EXERCISE DIRECTIONS ->
What is the number of lines in the data holding the word "type"? Give that number by itself.

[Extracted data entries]
■ ■ ■

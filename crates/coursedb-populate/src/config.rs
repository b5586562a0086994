//! Run configuration.
//!
//! Layered lowest to highest: built-in defaults, an optional TOML file,
//! `COURSEDB_*` environment variables, then command-line flags.

use std::path::{Path, PathBuf};

use rand::{SeedableRng, rngs::StdRng};
use serde::Deserialize;

use crate::Result;

pub const DEFAULT_DB_PATH: &str = "db/example.db";
pub const DEFAULT_DATA_DIR: &str = "data/raw";
pub const ENV_PREFIX: &str = "COURSEDB";

#[derive(Debug, Clone, PartialEq, Eq, Deserialize)]
pub struct PopulateConfig {
  /// SQLite file to create or extend.
  #[serde(default = "default_db_path")]
  pub db_path:  PathBuf,
  /// Directory holding `people.csv` and `transactions.csv`.
  #[serde(default = "default_data_dir")]
  pub data_dir: PathBuf,
  /// Delete an existing file at `db_path` before opening.
  #[serde(default)]
  pub force:    bool,
  /// Seed for the synthetic dataset; entropy when unset.
  #[serde(default)]
  pub seed:     Option<u64>,
}

fn default_db_path() -> PathBuf { PathBuf::from(DEFAULT_DB_PATH) }

fn default_data_dir() -> PathBuf { PathBuf::from(DEFAULT_DATA_DIR) }

impl Default for PopulateConfig {
  fn default() -> Self {
    Self {
      db_path:  default_db_path(),
      data_dir: default_data_dir(),
      force:    false,
      seed:     None,
    }
  }
}

impl PopulateConfig {
  /// The RNG the synthetic generator draws from.
  pub fn rng(&self) -> StdRng {
    self
      .seed
      .map_or_else(StdRng::from_entropy, StdRng::seed_from_u64)
  }
}

/// Values given on the command line; `None`/`false` defers to lower layers.
#[derive(Debug, Clone, Default)]
pub struct CliOverrides {
  pub db_path:  Option<PathBuf>,
  pub data_dir: Option<PathBuf>,
  pub force:    bool,
  pub seed:     Option<u64>,
}

fn path_value(path: Option<PathBuf>) -> Option<String> {
  path.map(|p| p.to_string_lossy().into_owned())
}

/// Build a [`PopulateConfig`] from every layer. A missing `file` is not an
/// error.
pub fn load_config(file: &Path, cli: CliOverrides) -> Result<PopulateConfig> {
  let mut builder = config::Config::builder()
    .set_default("db_path", DEFAULT_DB_PATH)?
    .set_default("data_dir", DEFAULT_DATA_DIR)?
    .add_source(config::File::from(file.to_path_buf()).required(false))
    .add_source(config::Environment::with_prefix(ENV_PREFIX))
    .set_override_option("db_path", path_value(cli.db_path))?
    .set_override_option("data_dir", path_value(cli.data_dir))?
    .set_override_option("seed", cli.seed)?;

  if cli.force {
    builder = builder.set_override("force", true)?;
  }

  Ok(builder.build()?.try_deserialize()?)
}
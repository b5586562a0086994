//! Error type for `coursedb-store-sqlite`.

use std::path::PathBuf;

use thiserror::Error;

#[derive(Debug, Error)]
pub enum Error {
  #[error("core error: {0}")]
  Core(#[from] coursedb_core::Error),

  /// Includes constraint violations: duplicate ids and unknown `person_id`s.
  #[error("database error: {0}")]
  Database(#[from] rusqlite::Error),

  #[error("i/o error on {path:?}: {source}")]
  Io {
    path:   PathBuf,
    #[source]
    source: std::io::Error,
  },

  #[error("date parse error: {0}")]
  DateParse(String),
}

pub type Result<T, E = Error> = std::result::Result<T, E>;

■ ■ ■

WRITTEN RESPONSE ->
2